EXERCISE DIRECTIONS =>
From the entries, copy out every line in which the word "chat" is found.

(Records excerpted from a collection)
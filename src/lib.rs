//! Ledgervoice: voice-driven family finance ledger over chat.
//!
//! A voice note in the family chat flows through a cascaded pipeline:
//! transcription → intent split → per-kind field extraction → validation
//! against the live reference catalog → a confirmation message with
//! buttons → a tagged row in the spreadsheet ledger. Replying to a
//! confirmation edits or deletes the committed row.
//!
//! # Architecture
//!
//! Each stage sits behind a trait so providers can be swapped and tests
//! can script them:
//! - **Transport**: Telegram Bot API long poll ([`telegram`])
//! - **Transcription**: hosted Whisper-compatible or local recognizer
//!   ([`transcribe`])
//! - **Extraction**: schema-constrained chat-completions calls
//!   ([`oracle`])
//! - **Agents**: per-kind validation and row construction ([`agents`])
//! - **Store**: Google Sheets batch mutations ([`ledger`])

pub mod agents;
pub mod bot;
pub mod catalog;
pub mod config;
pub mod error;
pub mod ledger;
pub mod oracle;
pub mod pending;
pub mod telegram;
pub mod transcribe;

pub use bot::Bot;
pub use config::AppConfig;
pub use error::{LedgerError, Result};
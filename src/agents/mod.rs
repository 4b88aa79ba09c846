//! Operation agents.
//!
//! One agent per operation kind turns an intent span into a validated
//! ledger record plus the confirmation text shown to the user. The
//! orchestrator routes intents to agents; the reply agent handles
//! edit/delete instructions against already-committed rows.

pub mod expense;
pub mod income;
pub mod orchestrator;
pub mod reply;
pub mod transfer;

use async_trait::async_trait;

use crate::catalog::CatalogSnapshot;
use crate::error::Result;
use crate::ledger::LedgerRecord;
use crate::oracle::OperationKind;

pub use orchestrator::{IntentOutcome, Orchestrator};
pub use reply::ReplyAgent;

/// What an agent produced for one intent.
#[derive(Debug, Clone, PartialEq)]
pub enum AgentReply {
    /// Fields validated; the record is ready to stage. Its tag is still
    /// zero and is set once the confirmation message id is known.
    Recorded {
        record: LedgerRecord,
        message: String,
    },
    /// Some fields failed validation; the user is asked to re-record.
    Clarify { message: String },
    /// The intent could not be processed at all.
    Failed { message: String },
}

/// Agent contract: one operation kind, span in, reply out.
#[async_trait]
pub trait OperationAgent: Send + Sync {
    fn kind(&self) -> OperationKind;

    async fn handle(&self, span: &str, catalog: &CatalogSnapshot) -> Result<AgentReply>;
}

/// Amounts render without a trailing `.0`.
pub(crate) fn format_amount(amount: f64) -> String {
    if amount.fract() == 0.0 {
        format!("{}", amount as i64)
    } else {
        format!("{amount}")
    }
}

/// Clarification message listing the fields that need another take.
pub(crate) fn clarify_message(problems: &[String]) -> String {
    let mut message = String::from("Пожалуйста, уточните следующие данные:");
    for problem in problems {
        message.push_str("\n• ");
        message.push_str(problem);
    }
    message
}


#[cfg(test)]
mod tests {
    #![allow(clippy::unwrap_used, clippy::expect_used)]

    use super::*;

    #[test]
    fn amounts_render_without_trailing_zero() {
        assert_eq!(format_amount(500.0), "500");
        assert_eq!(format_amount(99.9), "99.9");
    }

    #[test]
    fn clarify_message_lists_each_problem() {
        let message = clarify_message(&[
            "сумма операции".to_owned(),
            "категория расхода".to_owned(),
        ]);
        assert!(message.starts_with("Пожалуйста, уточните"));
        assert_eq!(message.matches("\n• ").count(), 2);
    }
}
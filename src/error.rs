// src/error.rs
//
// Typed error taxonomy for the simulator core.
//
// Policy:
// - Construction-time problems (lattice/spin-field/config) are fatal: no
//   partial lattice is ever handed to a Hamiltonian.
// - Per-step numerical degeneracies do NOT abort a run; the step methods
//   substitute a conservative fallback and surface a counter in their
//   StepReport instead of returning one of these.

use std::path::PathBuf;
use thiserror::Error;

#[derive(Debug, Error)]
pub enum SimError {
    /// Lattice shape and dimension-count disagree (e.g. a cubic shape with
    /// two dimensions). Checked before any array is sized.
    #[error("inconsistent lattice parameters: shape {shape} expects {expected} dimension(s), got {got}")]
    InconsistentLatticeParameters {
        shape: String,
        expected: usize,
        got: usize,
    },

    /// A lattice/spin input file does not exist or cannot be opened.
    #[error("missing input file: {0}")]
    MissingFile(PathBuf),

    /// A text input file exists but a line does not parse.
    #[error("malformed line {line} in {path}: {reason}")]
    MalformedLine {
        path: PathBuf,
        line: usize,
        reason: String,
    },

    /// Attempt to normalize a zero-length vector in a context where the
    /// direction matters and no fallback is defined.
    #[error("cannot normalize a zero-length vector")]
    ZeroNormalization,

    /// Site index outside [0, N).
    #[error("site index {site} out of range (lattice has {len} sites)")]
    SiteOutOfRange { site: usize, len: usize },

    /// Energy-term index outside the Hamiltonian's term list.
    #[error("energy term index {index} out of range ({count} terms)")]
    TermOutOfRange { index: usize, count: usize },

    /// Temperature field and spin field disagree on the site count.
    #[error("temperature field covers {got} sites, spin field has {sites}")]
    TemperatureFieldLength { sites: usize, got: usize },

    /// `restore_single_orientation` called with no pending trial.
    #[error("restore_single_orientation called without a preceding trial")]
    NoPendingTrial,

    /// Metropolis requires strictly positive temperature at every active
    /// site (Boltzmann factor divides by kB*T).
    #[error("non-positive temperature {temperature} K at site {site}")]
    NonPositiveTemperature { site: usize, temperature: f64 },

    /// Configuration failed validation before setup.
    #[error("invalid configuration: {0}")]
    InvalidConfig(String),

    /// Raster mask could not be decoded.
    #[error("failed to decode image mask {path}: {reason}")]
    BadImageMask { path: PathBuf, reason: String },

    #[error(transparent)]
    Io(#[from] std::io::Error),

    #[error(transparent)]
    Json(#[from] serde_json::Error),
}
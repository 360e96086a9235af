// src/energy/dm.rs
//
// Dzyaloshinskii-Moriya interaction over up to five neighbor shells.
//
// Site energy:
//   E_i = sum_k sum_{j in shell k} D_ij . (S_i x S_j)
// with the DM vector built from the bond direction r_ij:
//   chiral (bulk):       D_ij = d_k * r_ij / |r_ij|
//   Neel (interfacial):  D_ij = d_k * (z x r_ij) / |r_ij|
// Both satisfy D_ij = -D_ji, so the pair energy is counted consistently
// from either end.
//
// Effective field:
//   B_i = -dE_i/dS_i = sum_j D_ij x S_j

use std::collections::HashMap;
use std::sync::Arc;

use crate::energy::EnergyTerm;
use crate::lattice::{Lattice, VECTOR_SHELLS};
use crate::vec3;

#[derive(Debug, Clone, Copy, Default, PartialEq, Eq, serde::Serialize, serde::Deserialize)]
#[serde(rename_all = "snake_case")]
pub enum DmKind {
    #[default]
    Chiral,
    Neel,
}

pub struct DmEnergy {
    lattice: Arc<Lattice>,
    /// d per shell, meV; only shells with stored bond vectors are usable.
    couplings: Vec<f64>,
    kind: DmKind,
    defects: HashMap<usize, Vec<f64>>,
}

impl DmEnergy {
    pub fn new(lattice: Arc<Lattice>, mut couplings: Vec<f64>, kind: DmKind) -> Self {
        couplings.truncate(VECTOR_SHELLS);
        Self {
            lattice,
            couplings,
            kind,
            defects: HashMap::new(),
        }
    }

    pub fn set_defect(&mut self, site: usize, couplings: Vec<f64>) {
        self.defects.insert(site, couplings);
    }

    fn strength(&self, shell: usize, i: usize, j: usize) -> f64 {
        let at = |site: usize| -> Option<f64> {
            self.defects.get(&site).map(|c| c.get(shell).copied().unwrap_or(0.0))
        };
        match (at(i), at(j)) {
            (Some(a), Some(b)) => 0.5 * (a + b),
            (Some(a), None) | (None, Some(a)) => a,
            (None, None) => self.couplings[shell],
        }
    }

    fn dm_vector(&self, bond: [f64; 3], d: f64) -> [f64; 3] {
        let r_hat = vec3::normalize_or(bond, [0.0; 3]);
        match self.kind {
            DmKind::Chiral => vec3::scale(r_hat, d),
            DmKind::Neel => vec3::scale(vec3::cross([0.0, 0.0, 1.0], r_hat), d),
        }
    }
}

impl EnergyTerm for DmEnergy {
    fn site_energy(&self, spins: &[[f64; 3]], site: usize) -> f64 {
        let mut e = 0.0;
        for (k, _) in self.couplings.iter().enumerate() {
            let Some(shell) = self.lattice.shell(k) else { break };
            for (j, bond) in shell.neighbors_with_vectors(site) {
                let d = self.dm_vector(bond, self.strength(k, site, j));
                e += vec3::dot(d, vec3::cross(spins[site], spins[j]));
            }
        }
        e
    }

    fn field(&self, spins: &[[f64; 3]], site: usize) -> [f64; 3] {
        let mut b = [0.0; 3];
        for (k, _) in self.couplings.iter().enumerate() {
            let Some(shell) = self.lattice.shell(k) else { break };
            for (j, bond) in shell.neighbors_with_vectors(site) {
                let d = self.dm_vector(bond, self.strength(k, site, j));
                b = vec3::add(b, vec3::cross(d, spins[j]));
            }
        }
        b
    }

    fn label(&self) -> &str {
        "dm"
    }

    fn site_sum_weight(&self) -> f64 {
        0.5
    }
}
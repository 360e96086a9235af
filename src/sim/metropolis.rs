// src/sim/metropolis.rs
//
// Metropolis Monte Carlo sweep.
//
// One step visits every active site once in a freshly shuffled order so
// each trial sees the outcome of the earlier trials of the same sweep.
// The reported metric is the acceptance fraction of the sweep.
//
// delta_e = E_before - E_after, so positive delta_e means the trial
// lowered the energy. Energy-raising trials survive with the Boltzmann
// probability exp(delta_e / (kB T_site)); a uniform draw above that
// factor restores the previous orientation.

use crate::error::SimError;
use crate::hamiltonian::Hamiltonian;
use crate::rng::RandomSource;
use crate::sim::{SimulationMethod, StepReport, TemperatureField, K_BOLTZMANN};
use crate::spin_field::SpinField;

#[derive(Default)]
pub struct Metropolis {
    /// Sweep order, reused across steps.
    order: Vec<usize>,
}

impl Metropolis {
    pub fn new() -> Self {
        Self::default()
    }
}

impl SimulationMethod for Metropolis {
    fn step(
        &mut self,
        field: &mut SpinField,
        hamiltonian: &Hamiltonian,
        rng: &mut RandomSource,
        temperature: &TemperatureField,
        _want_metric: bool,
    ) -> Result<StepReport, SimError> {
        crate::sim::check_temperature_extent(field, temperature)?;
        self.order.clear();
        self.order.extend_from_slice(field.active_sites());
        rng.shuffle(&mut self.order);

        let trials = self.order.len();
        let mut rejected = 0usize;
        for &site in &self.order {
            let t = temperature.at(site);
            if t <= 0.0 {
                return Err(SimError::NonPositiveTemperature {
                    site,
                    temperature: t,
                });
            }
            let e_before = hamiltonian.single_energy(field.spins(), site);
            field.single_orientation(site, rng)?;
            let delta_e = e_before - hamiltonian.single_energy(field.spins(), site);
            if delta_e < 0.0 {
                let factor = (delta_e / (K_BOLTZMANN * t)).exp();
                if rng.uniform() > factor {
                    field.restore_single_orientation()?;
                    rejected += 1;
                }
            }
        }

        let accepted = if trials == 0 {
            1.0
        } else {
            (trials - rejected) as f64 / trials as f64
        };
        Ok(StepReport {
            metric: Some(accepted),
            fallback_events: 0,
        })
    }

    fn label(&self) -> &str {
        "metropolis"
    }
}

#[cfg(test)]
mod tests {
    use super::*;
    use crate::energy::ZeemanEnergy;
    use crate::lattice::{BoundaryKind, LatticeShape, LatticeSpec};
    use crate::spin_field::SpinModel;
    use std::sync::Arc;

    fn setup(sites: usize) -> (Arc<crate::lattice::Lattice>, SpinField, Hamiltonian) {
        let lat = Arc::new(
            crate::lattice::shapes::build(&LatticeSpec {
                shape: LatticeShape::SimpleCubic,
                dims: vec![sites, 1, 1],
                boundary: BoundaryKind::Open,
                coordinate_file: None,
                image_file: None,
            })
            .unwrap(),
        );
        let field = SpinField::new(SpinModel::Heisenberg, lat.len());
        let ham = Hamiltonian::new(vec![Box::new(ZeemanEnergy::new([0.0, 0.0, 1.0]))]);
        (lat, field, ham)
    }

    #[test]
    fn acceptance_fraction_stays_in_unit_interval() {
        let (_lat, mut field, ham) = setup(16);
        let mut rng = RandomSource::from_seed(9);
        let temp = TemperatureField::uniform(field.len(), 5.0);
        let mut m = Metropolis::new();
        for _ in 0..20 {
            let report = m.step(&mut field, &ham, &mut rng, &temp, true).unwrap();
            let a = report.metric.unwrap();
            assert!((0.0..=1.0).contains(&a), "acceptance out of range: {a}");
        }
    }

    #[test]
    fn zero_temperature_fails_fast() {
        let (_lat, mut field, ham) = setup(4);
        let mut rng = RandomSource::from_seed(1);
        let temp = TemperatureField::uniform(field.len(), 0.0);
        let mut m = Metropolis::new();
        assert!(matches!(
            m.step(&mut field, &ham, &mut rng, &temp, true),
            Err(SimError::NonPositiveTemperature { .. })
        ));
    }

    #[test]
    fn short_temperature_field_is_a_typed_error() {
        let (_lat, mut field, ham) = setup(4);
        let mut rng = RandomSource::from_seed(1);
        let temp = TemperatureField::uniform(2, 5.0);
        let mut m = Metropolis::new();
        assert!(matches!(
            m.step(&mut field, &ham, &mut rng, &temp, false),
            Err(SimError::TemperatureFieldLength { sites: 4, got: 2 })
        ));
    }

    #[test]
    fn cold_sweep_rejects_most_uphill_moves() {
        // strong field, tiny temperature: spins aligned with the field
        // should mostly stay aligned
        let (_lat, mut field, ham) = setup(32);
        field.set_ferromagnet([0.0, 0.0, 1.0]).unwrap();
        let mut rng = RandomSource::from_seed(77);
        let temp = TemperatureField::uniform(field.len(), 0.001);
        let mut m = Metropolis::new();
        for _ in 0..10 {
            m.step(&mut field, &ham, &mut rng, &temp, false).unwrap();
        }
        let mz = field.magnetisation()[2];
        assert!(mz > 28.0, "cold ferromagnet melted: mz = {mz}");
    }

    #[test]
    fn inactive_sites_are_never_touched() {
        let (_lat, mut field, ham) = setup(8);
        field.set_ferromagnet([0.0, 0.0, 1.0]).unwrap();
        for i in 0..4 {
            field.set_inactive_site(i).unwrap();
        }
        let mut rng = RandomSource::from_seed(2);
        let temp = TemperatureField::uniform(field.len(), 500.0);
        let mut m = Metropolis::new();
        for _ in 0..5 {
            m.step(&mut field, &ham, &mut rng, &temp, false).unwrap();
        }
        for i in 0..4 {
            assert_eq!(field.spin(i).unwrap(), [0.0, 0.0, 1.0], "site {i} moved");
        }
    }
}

ANSWER FOR THIS EXERCISE =>
//! Ledgervoice: voice-driven family finance ledger over chat.
//! A voice note in the family chat flows through a cascaded pipeline:
//! - **Extraction**: schema-constrained chat-completions calls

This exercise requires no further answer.